* **Data extract**:
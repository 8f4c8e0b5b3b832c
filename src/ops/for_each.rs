//! ForEach operator implementation
//!
//! Subscribes to an observable and exposes its termination as a `Future`.
//!
//! ## Behavior
//!
//! - **Complete**: the future resolves with `Ok(())`
//! - **Error from observable**: the future resolves with `Err(error)`
//! - **Error from the handler**: the subscription is cancelled and the future
//!   resolves with the handler's error
//! - **Subscription torn down without terminating**: the future resolves with
//!   `Err(RxError::Dropped)`
//! - **Future dropped**: the subscription is cancelled

use std::{cell::Cell, future::Future, rc::Rc};

use futures::channel::oneshot;
use tracing::warn;

use crate::{
  error::RxError,
  observable::Observable,
  observer::ConsumerObserver,
  subscriber::Subscriber,
  subscription::{Subscription, SubscriptionLike},
};

type Settle = Rc<Cell<Option<oneshot::Sender<Result<(), RxError>>>>>;

fn settle(slot: &Settle, outcome: Result<(), RxError>) {
  if let Some(tx) = slot.take() {
    // The future may already be gone; nobody is left to tell.
    let _ = tx.send(outcome);
  }
}

impl<Item: 'static> Observable<Item> {
  /// Runs `next` for every value and resolves once the observable
  /// terminates.
  ///
  /// The subscription is made right away, exactly once per call, whether or
  /// not the returned future is polled. Dropping the future cancels it.
  ///
  /// ```rust
  /// use std::{cell::Cell, rc::Rc};
  ///
  /// use rxcore::prelude::*;
  ///
  /// # futures::executor::block_on(async {
  /// let sum = Rc::new(Cell::new(0));
  /// let c_sum = sum.clone();
  /// from(vec![1, 2, 3])
  ///   .unwrap()
  ///   .for_each(move |v| {
  ///     c_sum.set(c_sum.get() + v);
  ///     Ok(())
  ///   })
  ///   .await
  ///   .unwrap();
  /// assert_eq!(sum.get(), 6);
  /// # });
  /// ```
  pub fn for_each(
    &self,
    mut next: impl FnMut(Item) -> Result<(), RxError> + 'static,
  ) -> impl Future<Output = Result<(), RxError>> {
    let (tx, rx) = oneshot::channel();
    let slot: Settle = Rc::new(Cell::new(Some(tx)));
    let cancel = Subscription::default();

    let (n_slot, e_slot, c_slot) = (slot.clone(), slot.clone(), slot);
    let c_cancel = cancel.clone();
    let observer = ConsumerObserver::new()
      .on_next(move |value| {
        if let Err(err) = next(value) {
          settle(&n_slot, Err(err));
          if let Err(teardown) = c_cancel.unsubscribe() {
            warn!(error = %teardown, "for_each cancellation failed");
          }
        }
      })
      .on_error(move |err| settle(&e_slot, Err(err)))
      .on_complete(move || settle(&c_slot, Ok(())));

    let subscriber = Subscriber::new(observer);
    // `cancel` is fresh and open, so this cannot run anything.
    let _ = cancel.add(subscriber.clone());
    let subscribed = self.subscribe(subscriber).map(|_| ());
    let guard = cancel.unsubscribe_when_dropped();

    async move {
      let _guard = guard;
      let outcome = rx.await.unwrap_or(Err(RxError::Dropped));
      subscribed.and(outcome)
    }
  }
}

* **Exercise directions**: Copy out exactly the line holding "let outcome = rx.await.unwrap_or(Err(RxError::Dropped));" and each line after it through the end of the entries, and leave out everything else.

* **Response below**:
      let outcome = rx.await.unwrap_or(Err(RxError::Dropped));
      subscribed.and(outcome)
    }
  }
}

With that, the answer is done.